Try it:
Gather up every line from the entries below that uses the word "ContextWindow".

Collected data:
▼

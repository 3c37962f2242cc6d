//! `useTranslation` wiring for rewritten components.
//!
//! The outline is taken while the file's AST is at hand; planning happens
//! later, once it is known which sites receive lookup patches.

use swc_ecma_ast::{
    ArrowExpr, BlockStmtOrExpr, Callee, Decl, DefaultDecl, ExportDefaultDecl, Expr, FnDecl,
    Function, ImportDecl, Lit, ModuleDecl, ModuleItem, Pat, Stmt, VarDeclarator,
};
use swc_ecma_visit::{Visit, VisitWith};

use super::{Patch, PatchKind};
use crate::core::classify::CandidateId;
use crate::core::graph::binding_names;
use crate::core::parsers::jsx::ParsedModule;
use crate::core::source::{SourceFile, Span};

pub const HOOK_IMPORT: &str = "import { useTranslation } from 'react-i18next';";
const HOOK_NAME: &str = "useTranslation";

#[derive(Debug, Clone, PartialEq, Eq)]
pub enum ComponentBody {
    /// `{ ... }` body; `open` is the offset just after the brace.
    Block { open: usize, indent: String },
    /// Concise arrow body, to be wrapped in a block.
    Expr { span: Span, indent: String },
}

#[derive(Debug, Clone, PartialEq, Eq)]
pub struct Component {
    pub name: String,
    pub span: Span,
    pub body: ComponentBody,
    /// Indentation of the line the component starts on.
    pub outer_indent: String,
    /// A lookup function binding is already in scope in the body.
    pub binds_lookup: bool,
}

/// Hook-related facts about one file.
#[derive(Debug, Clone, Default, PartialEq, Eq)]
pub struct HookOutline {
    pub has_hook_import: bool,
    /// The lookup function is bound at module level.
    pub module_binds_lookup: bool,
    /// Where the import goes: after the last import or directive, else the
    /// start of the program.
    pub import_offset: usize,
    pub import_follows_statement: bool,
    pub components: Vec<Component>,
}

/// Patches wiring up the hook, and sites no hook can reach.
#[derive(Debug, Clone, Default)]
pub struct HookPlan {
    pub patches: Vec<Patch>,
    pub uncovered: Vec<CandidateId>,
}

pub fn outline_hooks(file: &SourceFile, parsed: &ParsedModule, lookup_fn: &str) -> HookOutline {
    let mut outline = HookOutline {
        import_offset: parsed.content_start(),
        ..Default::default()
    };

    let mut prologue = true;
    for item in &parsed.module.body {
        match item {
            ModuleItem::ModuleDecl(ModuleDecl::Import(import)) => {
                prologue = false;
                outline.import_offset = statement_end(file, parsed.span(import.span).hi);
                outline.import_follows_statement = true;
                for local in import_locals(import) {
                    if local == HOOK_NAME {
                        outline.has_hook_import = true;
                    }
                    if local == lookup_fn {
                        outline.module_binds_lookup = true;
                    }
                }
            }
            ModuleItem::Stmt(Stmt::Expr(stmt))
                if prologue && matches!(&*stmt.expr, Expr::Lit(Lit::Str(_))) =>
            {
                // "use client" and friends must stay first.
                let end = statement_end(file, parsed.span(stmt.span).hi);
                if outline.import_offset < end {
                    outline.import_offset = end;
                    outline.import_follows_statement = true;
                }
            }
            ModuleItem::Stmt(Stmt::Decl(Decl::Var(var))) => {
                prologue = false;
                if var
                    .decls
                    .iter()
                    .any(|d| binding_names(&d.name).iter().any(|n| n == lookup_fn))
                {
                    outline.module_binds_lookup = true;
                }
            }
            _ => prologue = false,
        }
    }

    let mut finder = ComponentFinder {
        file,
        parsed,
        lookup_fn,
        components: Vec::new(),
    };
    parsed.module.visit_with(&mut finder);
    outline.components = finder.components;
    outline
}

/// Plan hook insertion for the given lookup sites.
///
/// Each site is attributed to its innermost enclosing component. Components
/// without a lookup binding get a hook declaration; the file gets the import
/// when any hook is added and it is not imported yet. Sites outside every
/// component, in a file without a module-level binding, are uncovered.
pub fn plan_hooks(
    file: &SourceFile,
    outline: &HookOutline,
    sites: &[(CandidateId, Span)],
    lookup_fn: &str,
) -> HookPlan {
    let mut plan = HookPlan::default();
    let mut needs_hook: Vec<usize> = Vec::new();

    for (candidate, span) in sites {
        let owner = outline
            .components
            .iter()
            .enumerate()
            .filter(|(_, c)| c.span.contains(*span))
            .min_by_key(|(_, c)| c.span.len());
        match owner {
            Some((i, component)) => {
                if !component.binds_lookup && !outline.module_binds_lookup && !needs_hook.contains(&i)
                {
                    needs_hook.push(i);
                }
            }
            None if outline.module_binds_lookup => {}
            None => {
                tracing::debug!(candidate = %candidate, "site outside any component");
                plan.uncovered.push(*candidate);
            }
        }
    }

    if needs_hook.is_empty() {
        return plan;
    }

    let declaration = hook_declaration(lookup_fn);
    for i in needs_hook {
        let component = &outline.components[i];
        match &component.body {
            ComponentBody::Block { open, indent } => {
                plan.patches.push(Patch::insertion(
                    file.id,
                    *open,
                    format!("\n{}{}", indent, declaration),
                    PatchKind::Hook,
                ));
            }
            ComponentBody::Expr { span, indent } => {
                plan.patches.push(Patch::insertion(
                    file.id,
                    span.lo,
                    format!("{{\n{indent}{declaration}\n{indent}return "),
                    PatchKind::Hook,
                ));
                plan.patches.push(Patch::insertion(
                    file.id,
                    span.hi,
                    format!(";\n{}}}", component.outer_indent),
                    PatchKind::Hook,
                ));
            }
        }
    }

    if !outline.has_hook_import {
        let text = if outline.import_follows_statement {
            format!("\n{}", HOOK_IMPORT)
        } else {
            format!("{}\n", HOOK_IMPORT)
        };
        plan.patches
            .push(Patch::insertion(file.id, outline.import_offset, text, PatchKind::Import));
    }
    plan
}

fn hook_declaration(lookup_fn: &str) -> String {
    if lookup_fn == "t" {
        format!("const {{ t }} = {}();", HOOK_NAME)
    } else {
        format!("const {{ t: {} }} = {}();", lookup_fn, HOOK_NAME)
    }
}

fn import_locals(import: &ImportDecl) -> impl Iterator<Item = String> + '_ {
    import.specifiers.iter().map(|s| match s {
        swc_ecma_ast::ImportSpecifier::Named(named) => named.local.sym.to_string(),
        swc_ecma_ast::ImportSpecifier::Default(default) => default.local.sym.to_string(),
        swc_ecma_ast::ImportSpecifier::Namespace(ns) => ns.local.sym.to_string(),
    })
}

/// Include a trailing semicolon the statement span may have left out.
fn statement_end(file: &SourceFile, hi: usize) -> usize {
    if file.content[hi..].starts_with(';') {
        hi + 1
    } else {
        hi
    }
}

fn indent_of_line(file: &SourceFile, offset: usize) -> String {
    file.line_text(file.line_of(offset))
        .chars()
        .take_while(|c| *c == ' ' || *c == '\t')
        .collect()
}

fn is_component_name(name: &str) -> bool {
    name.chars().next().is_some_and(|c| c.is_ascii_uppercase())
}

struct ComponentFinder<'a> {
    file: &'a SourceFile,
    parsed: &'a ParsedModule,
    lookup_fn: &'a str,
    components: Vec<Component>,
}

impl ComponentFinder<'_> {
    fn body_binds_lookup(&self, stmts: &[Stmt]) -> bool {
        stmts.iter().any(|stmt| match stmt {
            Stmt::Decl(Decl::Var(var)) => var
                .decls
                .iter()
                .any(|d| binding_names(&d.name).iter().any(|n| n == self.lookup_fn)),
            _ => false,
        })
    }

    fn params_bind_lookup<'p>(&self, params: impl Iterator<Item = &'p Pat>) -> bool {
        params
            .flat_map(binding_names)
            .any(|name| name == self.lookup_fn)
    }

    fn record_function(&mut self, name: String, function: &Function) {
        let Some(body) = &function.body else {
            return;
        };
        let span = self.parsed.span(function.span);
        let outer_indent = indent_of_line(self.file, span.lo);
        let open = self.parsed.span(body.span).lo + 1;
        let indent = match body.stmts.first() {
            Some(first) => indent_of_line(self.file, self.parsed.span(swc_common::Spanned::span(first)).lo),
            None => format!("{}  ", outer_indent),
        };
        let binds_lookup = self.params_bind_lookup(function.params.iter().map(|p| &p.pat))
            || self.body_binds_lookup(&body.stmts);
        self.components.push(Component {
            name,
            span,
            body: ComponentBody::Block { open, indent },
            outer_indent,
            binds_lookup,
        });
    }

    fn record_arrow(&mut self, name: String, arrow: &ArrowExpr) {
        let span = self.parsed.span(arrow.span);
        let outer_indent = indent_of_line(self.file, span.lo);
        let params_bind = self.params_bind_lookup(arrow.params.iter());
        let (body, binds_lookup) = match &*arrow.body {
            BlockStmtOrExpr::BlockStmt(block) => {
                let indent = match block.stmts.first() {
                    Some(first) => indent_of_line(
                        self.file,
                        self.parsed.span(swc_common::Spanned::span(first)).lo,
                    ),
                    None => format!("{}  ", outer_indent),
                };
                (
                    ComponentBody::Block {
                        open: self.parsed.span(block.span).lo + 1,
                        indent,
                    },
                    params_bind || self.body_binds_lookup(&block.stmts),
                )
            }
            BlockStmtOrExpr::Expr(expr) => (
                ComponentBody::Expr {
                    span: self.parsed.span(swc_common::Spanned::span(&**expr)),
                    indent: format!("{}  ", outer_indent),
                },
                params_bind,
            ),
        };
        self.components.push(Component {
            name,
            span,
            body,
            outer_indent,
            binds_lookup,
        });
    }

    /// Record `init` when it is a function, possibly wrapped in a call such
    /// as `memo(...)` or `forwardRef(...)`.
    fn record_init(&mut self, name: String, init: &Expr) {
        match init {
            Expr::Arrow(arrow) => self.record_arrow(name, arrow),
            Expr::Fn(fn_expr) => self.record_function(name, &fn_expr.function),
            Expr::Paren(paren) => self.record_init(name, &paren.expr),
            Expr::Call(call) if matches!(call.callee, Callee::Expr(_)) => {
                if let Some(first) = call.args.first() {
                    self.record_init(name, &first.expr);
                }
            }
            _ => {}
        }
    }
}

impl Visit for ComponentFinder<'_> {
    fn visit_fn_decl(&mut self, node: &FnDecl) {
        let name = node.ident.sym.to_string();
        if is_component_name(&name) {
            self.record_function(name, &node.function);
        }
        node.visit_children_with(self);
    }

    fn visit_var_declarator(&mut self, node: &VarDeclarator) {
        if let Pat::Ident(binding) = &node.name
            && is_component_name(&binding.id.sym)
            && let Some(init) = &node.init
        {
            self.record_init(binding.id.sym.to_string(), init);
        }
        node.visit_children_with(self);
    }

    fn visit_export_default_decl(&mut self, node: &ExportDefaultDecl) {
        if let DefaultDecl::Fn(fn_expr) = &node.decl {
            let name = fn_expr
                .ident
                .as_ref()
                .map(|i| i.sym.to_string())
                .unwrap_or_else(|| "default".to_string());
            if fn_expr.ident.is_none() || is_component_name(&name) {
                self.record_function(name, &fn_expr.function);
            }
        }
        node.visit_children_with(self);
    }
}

▲
▼

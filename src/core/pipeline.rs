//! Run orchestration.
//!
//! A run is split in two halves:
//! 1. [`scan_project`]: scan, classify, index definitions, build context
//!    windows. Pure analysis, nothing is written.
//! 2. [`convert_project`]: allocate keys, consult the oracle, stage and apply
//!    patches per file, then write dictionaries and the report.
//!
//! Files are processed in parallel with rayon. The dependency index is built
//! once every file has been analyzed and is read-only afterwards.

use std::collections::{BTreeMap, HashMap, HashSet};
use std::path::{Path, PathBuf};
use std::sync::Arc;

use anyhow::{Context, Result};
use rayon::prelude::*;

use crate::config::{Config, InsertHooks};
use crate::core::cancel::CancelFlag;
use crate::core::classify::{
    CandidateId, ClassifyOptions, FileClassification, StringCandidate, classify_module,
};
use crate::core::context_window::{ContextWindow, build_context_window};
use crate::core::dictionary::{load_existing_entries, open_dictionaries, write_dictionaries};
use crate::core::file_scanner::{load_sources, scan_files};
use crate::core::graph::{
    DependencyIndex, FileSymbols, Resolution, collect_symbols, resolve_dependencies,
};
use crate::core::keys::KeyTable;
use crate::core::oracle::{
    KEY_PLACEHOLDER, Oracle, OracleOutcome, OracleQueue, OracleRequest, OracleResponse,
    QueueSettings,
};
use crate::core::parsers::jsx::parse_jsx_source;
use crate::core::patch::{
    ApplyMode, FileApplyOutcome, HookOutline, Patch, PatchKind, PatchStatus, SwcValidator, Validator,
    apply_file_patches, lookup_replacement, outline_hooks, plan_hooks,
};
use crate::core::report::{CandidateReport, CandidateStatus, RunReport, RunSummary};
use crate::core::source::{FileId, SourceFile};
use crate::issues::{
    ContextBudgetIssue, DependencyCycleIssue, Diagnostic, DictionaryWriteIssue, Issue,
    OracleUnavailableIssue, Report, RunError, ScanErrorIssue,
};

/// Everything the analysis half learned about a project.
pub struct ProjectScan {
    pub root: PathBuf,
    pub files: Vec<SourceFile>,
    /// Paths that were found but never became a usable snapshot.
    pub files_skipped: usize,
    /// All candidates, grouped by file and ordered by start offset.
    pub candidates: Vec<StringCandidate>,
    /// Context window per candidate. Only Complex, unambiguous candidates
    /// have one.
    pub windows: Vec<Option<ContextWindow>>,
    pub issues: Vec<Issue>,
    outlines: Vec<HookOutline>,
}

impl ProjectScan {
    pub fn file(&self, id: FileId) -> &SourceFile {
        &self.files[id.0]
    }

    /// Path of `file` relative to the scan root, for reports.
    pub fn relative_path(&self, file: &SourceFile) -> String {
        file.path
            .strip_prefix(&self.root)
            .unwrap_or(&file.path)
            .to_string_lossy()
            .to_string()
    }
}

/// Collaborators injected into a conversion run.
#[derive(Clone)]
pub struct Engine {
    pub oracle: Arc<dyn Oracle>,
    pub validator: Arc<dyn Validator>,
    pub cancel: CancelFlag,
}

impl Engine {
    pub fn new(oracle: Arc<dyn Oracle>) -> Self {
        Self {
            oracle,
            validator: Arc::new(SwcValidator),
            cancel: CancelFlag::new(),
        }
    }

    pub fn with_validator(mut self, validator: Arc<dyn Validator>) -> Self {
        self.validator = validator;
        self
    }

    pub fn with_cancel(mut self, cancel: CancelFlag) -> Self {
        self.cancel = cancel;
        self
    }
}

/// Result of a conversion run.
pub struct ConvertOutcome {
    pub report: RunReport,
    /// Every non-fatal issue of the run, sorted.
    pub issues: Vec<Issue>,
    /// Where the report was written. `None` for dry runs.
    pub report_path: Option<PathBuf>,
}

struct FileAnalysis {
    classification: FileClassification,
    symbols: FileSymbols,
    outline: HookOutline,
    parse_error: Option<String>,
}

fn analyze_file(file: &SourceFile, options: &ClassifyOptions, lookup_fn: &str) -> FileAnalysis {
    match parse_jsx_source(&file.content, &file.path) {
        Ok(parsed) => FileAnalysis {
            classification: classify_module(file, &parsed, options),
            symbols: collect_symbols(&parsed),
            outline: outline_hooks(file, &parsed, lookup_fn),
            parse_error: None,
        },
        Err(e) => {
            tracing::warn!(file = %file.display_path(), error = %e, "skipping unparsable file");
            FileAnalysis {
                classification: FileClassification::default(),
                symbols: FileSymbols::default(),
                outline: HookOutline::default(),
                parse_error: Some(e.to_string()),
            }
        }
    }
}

▲

Task response:
use crate::core::context_window::{ContextWindow, build_context_window};
    pub windows: Vec<Option<ContextWindow>>,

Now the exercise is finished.